For the first time experts believe that the moderate Islamist Justice and Development party (PJD) -- the main opposition party with currently 47 deputies -- has a real chance of winning.
If so, its victory would match that of Tunisia's long banned Ennahda party which won 90 seats in a 217-member constituent assembly last month, and before elections in Egypt where Islamists are also popular.
The PJD's main rivals are eight parties grouped around the liberal National Rally of Independents (RNI) which seek to counter the Islamists' influence.
Overall around 30 parties are vying for the 395 seats in parliament -- 70 more than in 2007, all of which are reserved for women and younger deputies in a bid to give an assembly so far dominated by ranking public figures a more modern look.

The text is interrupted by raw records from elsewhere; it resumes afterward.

/// `determinePreciseLinkStatus` — spec.md §4.5: per-stage precise status.
pub fn determine_precise_link_status(
    stage: LinkStage,
    phase: StagePhase,
    rollback: bool,
) -> PreciseLinkStatus {
    match (stage, phase, rollback) {
        (LinkStage::ResourceA, StagePhase::Starting, false) => {
            PreciseLinkStatus::UpdatingResourceA
        }
        (LinkStage::ResourceA, StagePhase::Completed, false) => {
            PreciseLinkStatus::ResourceAUpdated
        }
        (LinkStage::ResourceA, StagePhase::Failed, false) => {
            PreciseLinkStatus::ResourceAUpdateFailed
        }
        (LinkStage::ResourceB, StagePhase::Starting, false) => {
            PreciseLinkStatus::UpdatingResourceB
        }
        (LinkStage::ResourceB, StagePhase::Completed, false) => {
            PreciseLinkStatus::ResourceBUpdated
        }
        (LinkStage::ResourceB, StagePhase::Failed, false) => {
            PreciseLinkStatus::ResourceBUpdateFailed
        }
        (LinkStage::IntermediaryResources, StagePhase::Starting, false) => {
            PreciseLinkStatus::UpdatingIntermediaryResources
        }
        (LinkStage::IntermediaryResources, StagePhase::Completed, false) => {
            PreciseLinkStatus::IntermediaryResourcesUpdated
        }
        (LinkStage::IntermediaryResources, StagePhase::Failed, false) => {
            PreciseLinkStatus::IntermediaryResourceUpdateFailed
        }

        (LinkStage::ResourceA, StagePhase::Starting, true) => {
            PreciseLinkStatus::ResourceARollingBack
        }
        (LinkStage::ResourceA, StagePhase::Completed, true) => {
            PreciseLinkStatus::ResourceARollbackComplete
        }
        (LinkStage::ResourceA, StagePhase::Failed, true) => {
            PreciseLinkStatus::ResourceARollbackFailed
        }
        (LinkStage::ResourceB, StagePhase::Starting, true) => {
            PreciseLinkStatus::ResourceBRollingBack
        }
        (LinkStage::ResourceB, StagePhase::Completed, true) => {
            PreciseLinkStatus::ResourceBRollbackComplete
        }
        (LinkStage::ResourceB, StagePhase::Failed, true) => {
            PreciseLinkStatus::ResourceBRollbackFailed
        }
        (LinkStage::IntermediaryResources, StagePhase::Starting, true) => {
            PreciseLinkStatus::IntermediaryResourcesRollingBack
        }
        (LinkStage::IntermediaryResources, StagePhase::Completed, true) => {
            PreciseLinkStatus::IntermediaryResourcesRollbackComplete
        }
        (LinkStage::IntermediaryResources, StagePhase::Failed, true) => {
            PreciseLinkStatus::IntermediaryResourcesRollbackFailed
        }
    }
}

// --- Classification helpers, inverting the algebra to route incoming
// messages (spec.md §4.7). ---

pub fn is_resource_destroy_event(status: ResourceStatus) -> bool {
    matches!(
        status,
        ResourceStatus::Destroying
            | ResourceStatus::Destroyed
            | ResourceStatus::DestroyFailed
            | ResourceStatus::CreateRollingBack
            | ResourceStatus::CreateRollbackComplete
            | ResourceStatus::CreateRollbackFailed
    )
}

pub fn is_link_update_event(status: LinkStatus) -> bool {
    matches!(
        status,
        LinkStatus::Creating
            | LinkStatus::Updating
            | LinkStatus::CreateFailed
            | LinkStatus::UpdateFailed
            | LinkStatus::Created
            | LinkStatus::Updated
    )
}
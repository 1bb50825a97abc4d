//! Resource identifiers.

use derive_more::Display;
use serde::{Deserialize, Serialize};
use uuid::Uuid;

/// A unique identifier for any resource, link, or child instance tracked by
/// the orchestrator. Uses UUIDv7 for time-ordered, sortable IDs.
#[derive(Debug, Clone, Copy, PartialEq, Eq, Hash, Serialize, Deserialize, Display)]
#[display("{_0}")]
pub struct ResourceId(Uuid);

impl ResourceId {
    /// Create a new unique ResourceId using UUIDv7.
    pub fn new() -> Self {
        Self(Uuid::now_v7())
    }

    /// Create a ResourceId from an existing UUID.
    pub fn from_uuid(uuid: Uuid) -> Self {
        Self(uuid)
    }

    /// Get the underlying UUID.
    pub fn as_uuid(&self) -> &Uuid {
        &self.0
    }
}

impl Default for ResourceId {
    fn default() -> Self {
        Self::new()
    }
}

impl From<Uuid> for ResourceId {
    fn from(uuid: Uuid) -> Self {
        Self(uuid)
    }
}

impl From<ResourceId> for Uuid {
    fn from(id: ResourceId) -> Self {
        id.0
    }
}

impl std::str::FromStr for ResourceId {
    type Err = uuid::Error;

    fn from_str(s: &str) -> std::result::Result<Self, Self::Err> {
        Ok(Self(Uuid::parse_str(s)?))
    }
}

/// Identifies a single deployment instance (a blueprint instance).
pub type InstanceId = ResourceId;
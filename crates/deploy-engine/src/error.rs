//! Fatal errors surfaced on `ErrChan` (spec.md §7, category 4 and 5).
//!
//! Retryable/terminal provider failures and planning failures never become
//! one of these — they are folded into element or finish events instead.

use thiserror::Error;

#[derive(Debug, Error)]
pub enum Error {
    #[error("blueprint instance tree depth exceeded maximum of {max}")]
    DepthExceeded { max: usize },

    #[error("deployment cancelled")]
    Cancelled,

    #[error("state store error: {0}")]
    StateStore(#[from] deploy_core::Error),

    #[error("internal error: {0}")]
    Internal(String),
}

pub type Result<T> = std::result::Result<T, Error>;
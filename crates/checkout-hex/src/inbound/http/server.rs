use axum::{
    extract::{Path, State},
    routing::{get, post},
    serve, Json, Router,
};
use std::net::SocketAddr;
use std::sync::Arc;
use std::time::Duration;
use tower_http::trace::TraceLayer;
use uuid::Uuid;

use crate::application::totals_information::GuestTotalsInformationManagement;
use crate::errors::AppError;
use checkout_types::domain::quote::QuoteId;
use checkout_types::domain::totals::{TotalsInformation, TotalsSnapshot};
use checkout_types::ports::cart_repository::{CartRepository, CartTotalRepository};
use checkout_types::ports::quote_id_mask::QuoteIdMaskRepository;

/// Totals estimate for customer carts and, through masked ids, guest carts.
pub type TotalsApi<R> = GuestTotalsInformationManagement<R, R, R>;

#[derive(Clone)]
pub struct HttpServerConfig {
    pub port: String,
}

#[derive(Clone)]
pub struct HttpServer<R>
where
    R: CartRepository + CartTotalRepository + QuoteIdMaskRepository,
{
    pub service: Arc<TotalsApi<R>>,
    pub config: HttpServerConfig,
}

impl<R> HttpServer<R>
where
    R: CartRepository + CartTotalRepository + QuoteIdMaskRepository,
{
    pub async fn new(service: TotalsApi<R>, config: HttpServerConfig) -> anyhow::Result<Self> {
        Ok(Self {
            service: Arc::new(service),
            config,
        })
    }

    pub fn router(&self) -> Router {
        let trace_layer = TraceLayer::new_for_http()
            .make_span_with(|request: &axum::extract::Request<_>| {
                let uri = request.uri().to_string();
                let request_id = Uuid::new_v4();
                tracing::info_span!(
                    "http_request",
                    %request_id,
                    method = %request.method(),
                    uri
                )
            })
            .on_request(
                |request: &axum::extract::Request<_>, span: &tracing::Span| {
                    tracing::info!(
                        parent: span,
                        method = %request.method(),
                        uri = %request.uri(),
                        "request"
                    );
                },
            )
            .on_response(
                |response: &axum::response::Response, latency: Duration, span: &tracing::Span| {
                    tracing::info!(
                        parent: span,
                        status = %response.status(),
                        latency_ms = %latency.as_millis(),
                        "response"
                    );
                },
            );

        Router::new()
            .route("/health", get(health))
            .route(
                "/carts/{cart_id}/totals-information",
                post(estimate_totals::<R>),
            )
            .route(
                "/guest-carts/{masked_id}/totals-information",
                post(estimate_guest_totals::<R>),
            )
            .layer(trace_layer)
            .with_state(self.service.clone())
    }

    pub async fn run(self) -> anyhow::Result<()> {
        let app = self.router();
        let addr: SocketAddr = format!("0.0.0.0:{}", self.config.port).parse()?;
        tracing::info!("starting server on {}", addr);
        let listener = tokio::net::TcpListener::bind(addr).await?;
        serve(listener, app.into_make_service()).await?;
        Ok(())
    }
}

async fn health() -> (axum::http::StatusCode, Json<serde_json::Value>) {
    (
        axum::http::StatusCode::OK,
        Json(serde_json::json!({ "status": "ok" })),
    )
}

async fn estimate_totals<R>(
    State(service): State<Arc<TotalsApi<R>>>,
    Path(cart_id): Path<String>,
    Json(payload): Json<TotalsInformation>,
) -> Result<Json<TotalsSnapshot>, AppError>
where
    R: CartRepository + CartTotalRepository + QuoteIdMaskRepository,
{
    let cart_id = cart_id
        .parse::<u64>()
        .map(QuoteId)
        .map_err(|e| AppError::BadRequest(format!("invalid cart id {cart_id:?}: {e}")))?;
    let totals = service.inner().calculate(cart_id, payload).await?;
    Ok(Json(totals))
}

async fn estimate_guest_totals<R>(
    State(service): State<Arc<TotalsApi<R>>>,
    Path(masked_id): Path<String>,
    Json(payload): Json<TotalsInformation>,
) -> Result<Json<TotalsSnapshot>, AppError>
where
    R: CartRepository + CartTotalRepository + QuoteIdMaskRepository,
{
    let totals = service.calculate(&masked_id, payload).await?;
    Ok(Json(totals))
}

Of 13 million Moroccans eligible for voting 57 percent are 35 or younger.
Their vote is therefore seen as decisive as the government has so far pretty much ignored demands to fight high unemployment, illiteracy, inequality and corruption in a country where poverty is pervasive.
Unemployment is staggering among people under 35, hitting 31.4 percent in the third quarter of 2011, according to official figures.
But experts say that unlike candidates' promises there is no quick fix for the huge economic and social problems, leading the al-Ahdath al-Maghrebiya newspaper to warn of alleged "job programs" that pretend to create hundreds of thousands of new jobs.